Honey has demonstrated exciting anti-cancer activity, including inhibiting the development and progression of breast cancer, liver cancer, and colorectal cancer (although evidence is accumulating for several other types of cancer as well!). For example, several experiments have shown that honey can modulate the estrogen receptor signaling pathway involved with treatments for breast cancer, and a variety of honey types have demonstrated cytotoxic effects against multiple human breast cancer cell lines (while leaving normal breast cell lines unharmed).

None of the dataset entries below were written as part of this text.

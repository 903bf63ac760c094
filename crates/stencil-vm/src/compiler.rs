//! Expression compiler
//!
//! Pratt-style precedence climbing over the byte tokenizer's output, emitting
//! straight into a [`CompiledExpr`]. Short-circuit operators and the ternary
//! are compiled with forward jumps patched once the target is known.

use std::sync::Arc;

use stencil_lexer::unescape;

use crate::bytecode::{CompiledExpr, OpCode};
use crate::token::{Token, TokenKind, Tokenizer};
use crate::CompileError;

/// Largest argument count encodable in a `CallMethod` operand.
const MAX_ARGS: usize = 0xff;

enum Infix {
    Binary(OpCode),
    And,
    Or,
}

fn infix_info(kind: TokenKind) -> Option<(u8, Infix)> {
    use TokenKind as T;
    let info = match kind {
        T::OrOr => (10, Infix::Or),
        T::AndAnd => (20, Infix::And),
        T::Pipe => (30, Infix::Binary(OpCode::BitOr)),
        T::Caret => (40, Infix::Binary(OpCode::BitXor)),
        T::Amp => (50, Infix::Binary(OpCode::BitAnd)),
        T::EqEq => (60, Infix::Binary(OpCode::Eq)),
        T::BangEq => (60, Infix::Binary(OpCode::Ne)),
        T::EqEqEq => (60, Infix::Binary(OpCode::StrictEq)),
        T::BangEqEq => (60, Infix::Binary(OpCode::StrictNe)),
        T::Lt => (70, Infix::Binary(OpCode::Lt)),
        T::LtEq => (70, Infix::Binary(OpCode::Le)),
        T::Gt => (70, Infix::Binary(OpCode::Gt)),
        T::GtEq => (70, Infix::Binary(OpCode::Ge)),
        T::Shl => (80, Infix::Binary(OpCode::Shl)),
        T::Shr => (80, Infix::Binary(OpCode::Shr)),
        T::UShr => (80, Infix::Binary(OpCode::UShr)),
        T::Plus => (90, Infix::Binary(OpCode::Add)),
        T::Minus => (90, Infix::Binary(OpCode::Sub)),
        T::Star => (100, Infix::Binary(OpCode::Mul)),
        T::Slash => (100, Infix::Binary(OpCode::Div)),
        T::Percent => (100, Infix::Binary(OpCode::Mod)),
        _ => return None,
    };
    Some(info)
}

/// Reusable expression compiler. Keeps its token buffer between calls.
#[derive(Debug, Default)]
pub struct Compiler {
    tokenizer: Tokenizer,
}

impl Compiler {
    pub fn new() -> Self {
        Self::default()
    }

    /// Compile a single expression.
    pub fn compile(&mut self, source: &str) -> Result<CompiledExpr, CompileError> {
        let tokens = self.tokenizer.tokenize(source)?;
        let mut state = CompileState {
            source,
            tokens,
            pos: 0,
            out: CompiledExpr::new(),
        };
        state.expression()?;
        if state.peek().kind != TokenKind::Eof {
            return Err(state.syntax_error("unexpected token after expression"));
        }

        let mut out = state.out;
        out.source = Arc::from(source);
        let specialized = peephole(&mut out);
        tracing::trace!(
            source,
            ops = out.len(),
            specialized,
            "compiled expression"
        );
        Ok(out)
    }
}

struct CompileState<'a> {
    source: &'a str,
    tokens: &'a [Token],
    pos: usize,
    out: CompiledExpr,
}

impl<'a> CompileState<'a> {
    fn peek(&self) -> Token {
        self.tokens[self.pos.min(self.tokens.len() - 1)]
    }

    fn peek_kind_at(&self, n: usize) -> TokenKind {
        self.tokens
            .get(self.pos + n)
            .map_or(TokenKind::Eof, |t| t.kind)
    }

    fn advance(&mut self) -> Token {
        let token = self.peek();
        if token.kind != TokenKind::Eof {
            self.pos += 1;
        }
        token
    }

    fn eat(&mut self, kind: TokenKind) -> bool {
        if self.peek().kind == kind {
            self.pos += 1;
            true
        } else {
            false
        }
    }

    fn expect(&mut self, kind: TokenKind, what: &str) -> Result<(), CompileError> {
        if self.eat(kind) {
            Ok(())
        } else {
            Err(self.syntax_error(&format!("expected {what}")))
        }
    }

    fn syntax_error(&self, message: &str) -> CompileError {
        let token = self.peek();
        let found = if token.kind == TokenKind::Eof {
            "end of input".to_string()
        } else {
            format!("'{}'", token.text(self.source))
        };
        CompileError::Syntax {
            message: format!("{message}, found {found}"),
            offset: token.start,
        }
    }

    /// `name = expr` or a conditional expression.
    fn expression(&mut self) -> Result<(), CompileError> {
        if self.peek().kind == TokenKind::Ident && self.peek_kind_at(1) == TokenKind::Assign {
            let name = self.advance().text(self.source);
            self.advance();
            self.expression()?;
            let idx = self.out.add_string(name);
            self.out.emit(OpCode::Store, idx);
            return Ok(());
        }
        self.conditional()
    }

    fn conditional(&mut self) -> Result<(), CompileError> {
        self.binary(0)?;
        if !self.eat(TokenKind::Question) {
            return Ok(());
        }
        let to_else = self.out.emit(OpCode::JumpIfFalse, -1);
        self.expression()?;
        self.expect(TokenKind::Colon, "':' in conditional")?;
        let to_end = self.out.emit(OpCode::Jump, -1);
        let else_start = self.out.offset();
        self.out.patch_jump(to_else, else_start);
        self.expression()?;
        let end = self.out.offset();
        self.out.patch_jump(to_end, end);
        Ok(())
    }

    fn binary(&mut self, min_prec: u8) -> Result<(), CompileError> {
        self.unary()?;
        while let Some((prec, infix)) = infix_info(self.peek().kind) {
            if prec < min_prec {
                break;
            }
            self.advance();
            match infix {
                Infix::Binary(op) => {
                    self.binary(prec + 1)?;
                    self.out.emit(op, 0);
                }
                Infix::And | Infix::Or => {
                    let op = if matches!(infix, Infix::And) {
                        OpCode::JumpIfFalseKeep
                    } else {
                        OpCode::JumpIfTrueKeep
                    };
                    let jump = self.out.emit(op, -1);
                    self.binary(prec + 1)?;
                    let end = self.out.offset();
                    self.out.patch_jump(jump, end);
                }
            }
        }
        Ok(())
    }

    fn unary(&mut self) -> Result<(), CompileError> {
        let op = match self.peek().kind {
            TokenKind::Bang => OpCode::Not,
            TokenKind::Minus => OpCode::Neg,
            TokenKind::Plus => OpCode::Plus,
            TokenKind::Tilde => OpCode::BitNot,
            TokenKind::Typeof => OpCode::Typeof,
            _ => return self.postfix(),
        };
        self.advance();
        let start = self.out.offset();
        self.unary()?;
        // `typeof missing` is "undefined", not a reference error.
        if op == OpCode::Typeof
            && self.out.offset() == start + 1
            && self.out.opcodes[start] == OpCode::Load
        {
            self.out.opcodes[start] = OpCode::LoadRef;
        }
        self.out.emit(op, 0);
        Ok(())
    }

    fn postfix(&mut self) -> Result<(), CompileError> {
        let mut bare_load = self.primary()?;
        loop {
            let kind = self.peek().kind;
            if !matches!(kind, TokenKind::Dot | TokenKind::LBracket | TokenKind::LParen) {
                return Ok(());
            }
            // An unbound root of a member chain or call resolves to the host.
            if let Some(offset) = bare_load.take() {
                self.out.opcodes[offset] = OpCode::LoadRef;
            }
            self.advance();
            match kind {
                TokenKind::Dot => {
                    let name = self.property_name()?;
                    let idx = self.out.add_string(name);
                    if self.eat(TokenKind::LParen) {
                        let argc = self.arguments()?;
                        self.out.emit(OpCode::CallMethod, (idx << 8) | argc as i32);
                    } else {
                        self.out.emit(OpCode::GetProp, idx);
                    }
                }
                TokenKind::LBracket => {
                    self.expression()?;
                    self.expect(TokenKind::RBracket, "']'")?;
                    self.out.emit(OpCode::GetIndex, 0);
                }
                _ => {
                    let argc = self.arguments()?;
                    self.out.emit(OpCode::Call, argc as i32);
                }
            }
        }
    }

    fn property_name(&mut self) -> Result<&'a str, CompileError> {
        match self.peek().kind {
            TokenKind::Ident
            | TokenKind::True
            | TokenKind::False
            | TokenKind::Null
            | TokenKind::Undefined
            | TokenKind::Typeof => Ok(self.advance().text(self.source)),
            _ => Err(self.syntax_error("expected property name")),
        }
    }

    /// Arguments after an already consumed `(`; returns the count.
    fn arguments(&mut self) -> Result<usize, CompileError> {
        let mut argc = 0;
        while !self.eat(TokenKind::RParen) {
            if argc > 0 {
                self.expect(TokenKind::Comma, "',' or ')'")?;
                if self.eat(TokenKind::RParen) {
                    break;
                }
            }
            self.expression()?;
            argc += 1;
        }
        if argc > MAX_ARGS {
            return Err(CompileError::Unsupported(format!("{argc} arguments")));
        }
        Ok(argc)
    }

    /// Compile a primary expression. Returns the offset of its `Load` when
    /// the primary is a bare identifier.
    fn primary(&mut self) -> Result<Option<usize>, CompileError> {
        let token = self.peek();
        match token.kind {
            TokenKind::Number => {
                self.advance();
                let n = token.number;
                if n.fract() == 0.0
                    && n >= i32::MIN as f64
                    && n <= i32::MAX as f64
                    && !(n == 0.0 && n.is_sign_negative())
                {
                    self.out.emit(OpCode::PushInt, n as i32);
                } else {
                    let idx = self.out.add_constant(n);
                    self.out.emit(OpCode::PushConst, idx);
                }
            }
            TokenKind::Str => {
                self.advance();
                let raw = token.text(self.source);
                let idx = self.out.add_string(&unescape(&raw[1..raw.len() - 1]));
                self.out.emit(OpCode::PushStr, idx);
            }
            TokenKind::True => {
                self.advance();
                self.out.emit(OpCode::PushTrue, 0);
            }
            TokenKind::False => {
                self.advance();
                self.out.emit(OpCode::PushFalse, 0);
            }
            TokenKind::Null => {
                self.advance();
                self.out.emit(OpCode::PushNull, 0);
            }
            TokenKind::Undefined => {
                self.advance();
                self.out.emit(OpCode::PushUndefined, 0);
            }
            TokenKind::Ident => {
                self.advance();
                let idx = self.out.add_string(token.text(self.source));
                return Ok(Some(self.out.emit(OpCode::Load, idx)));
            }
            TokenKind::LParen => {
                self.advance();
                let start = self.out.offset();
                self.expression()?;
                self.expect(TokenKind::RParen, "')'")?;
                let lone_load =
                    self.out.offset() == start + 1 && self.out.opcodes[start] == OpCode::Load;
                return Ok(lone_load.then_some(start));
            }
            TokenKind::LBracket => {
                self.advance();
                let mut count = 0;
                while !self.eat(TokenKind::RBracket) {
                    if count > 0 {
                        self.expect(TokenKind::Comma, "',' or ']'")?;
                        if self.eat(TokenKind::RBracket) {
                            break;
                        }
                    }
                    self.expression()?;
                    count += 1;
                }
                self.out.emit(OpCode::MakeArray, count);
            }
            TokenKind::Eof => return Err(self.syntax_error("expected expression")),
            _ => return Err(self.syntax_error("unexpected token")),
        }
        Ok(None)
    }
}

/// Rewrite `PushInt, PushInt, <op>` into the op's `*Int` specialization.
/// Skipped when a jump lands between the pushes and the op, since the stack
/// contents there are not known to be the two literals. Returns the number of
/// rewritten instructions.
fn peephole(expr: &mut CompiledExpr) -> usize {
    let targets: Vec<usize> = expr
        .opcodes
        .iter()
        .zip(&expr.operands)
        .filter(|(op, _)| op.is_jump())
        .map(|(_, &target)| target as usize)
        .collect();

    let mut rewritten = 0;
    for i in 2..expr.opcodes.len() {
        let Some(specialized) = expr.opcodes[i].int_specialization() else {
            continue;
        };
        if expr.opcodes[i - 1] == OpCode::PushInt
            && expr.opcodes[i - 2] == OpCode::PushInt
            && !targets.iter().any(|&t| t == i - 1 || t == i)
        {
            expr.opcodes[i] = specialized;
            rewritten += 1;
        }
    }
    rewritten
}
//! Template literal interpolation.
//!
//! The lexer keeps backtick bodies raw; this splits them into literal text
//! (unescaped) and `${...}` expression sources at evaluation time.

use stencil_lexer::unescape;

#[derive(Debug, Clone, PartialEq, Eq)]
pub enum TemplatePart<'a> {
    Text(String),
    Expr(&'a str),
}

/// Split a raw template body. Errors name the first malformed `${`.
pub fn split_template(raw: &str) -> Result<Vec<TemplatePart<'_>>, String> {
    let bytes = raw.as_bytes();
    let mut parts = Vec::new();
    let mut text_start = 0;
    let mut pos = 0;

    while pos < bytes.len() {
        match bytes[pos] {
            b'\\' => pos += 2,
            b'$' if bytes.get(pos + 1) == Some(&b'{') => {
                if text_start < pos {
                    parts.push(TemplatePart::Text(unescape(&raw[text_start..pos])));
                }
                let expr_start = pos + 2;
                let expr_end = matching_brace(bytes, expr_start)
                    .ok_or_else(|| format!("unterminated '${{' at offset {pos}"))?;
                let source = raw[expr_start..expr_end].trim();
                if source.is_empty() {
                    return Err(format!("empty '${{}}' at offset {pos}"));
                }
                parts.push(TemplatePart::Expr(source));
                pos = expr_end + 1;
                text_start = pos;
            }
            _ => pos += 1,
        }
    }

    if text_start < raw.len() {
        parts.push(TemplatePart::Text(unescape(&raw[text_start..])));
    }
    Ok(parts)
}

/// Offset of the `}` closing an interpolation opened just before `start`.
fn matching_brace(bytes: &[u8], start: usize) -> Option<usize> {
    let mut depth = 1usize;
    let mut quote: Option<u8> = None;
    let mut pos = start;

    while pos < bytes.len() {
        let b = bytes[pos];
        match quote {
            Some(_) if b == b'\\' => pos += 1,
            Some(q) if b == q => quote = None,
            Some(_) => {}
            None => match b {
                b'\'' | b'"' | b'`' => quote = Some(b),
                b'{' => depth += 1,
                b'}' => {
                    depth -= 1;
                    if depth == 0 {
                        return Some(pos);
                    }
                }
                _ => {}
            },
        }
        pos += 1;
    }
    None
}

Similarly, honey has shown anti-tumor effects on liver cancer cells. One experiment found that honey significantly decreased the number of viable human liver cancer cells, possibly due to scavenging reactive oxygen species and increasing the total antioxidant status. And, researchers have found that multiple types of honey are able to inhibit the proliferation of colon cancer cells, causing DNA damage within the cells and suppressing inflammation (honeys with higher phenolic content have the most dramatic antiproliferative effect!).
Oral Health Benefits
One of honey’s lesser-known benefits involves its effects on oral health! Periodontal (gum) disease and halitosis (bad breath) have been scientifically shown to improve from honey and its bioactive components. For example, honey exerts antimicrobial activity against Porphyromonas gingivalis, the Gram-negative bacteria that causes gingivitis and periodontitis. Experiments have demonstrated that the methylglyoxal content of honey can inhibit the formation of Porphyromonas gingivalis biofilms and reduce the number of viable bacteria within existing biofilms! Similarly, honey has been shown to fight halitosis due to its methylglyoxyl component exerting antibacterial activity against the microbes that cause bad breath.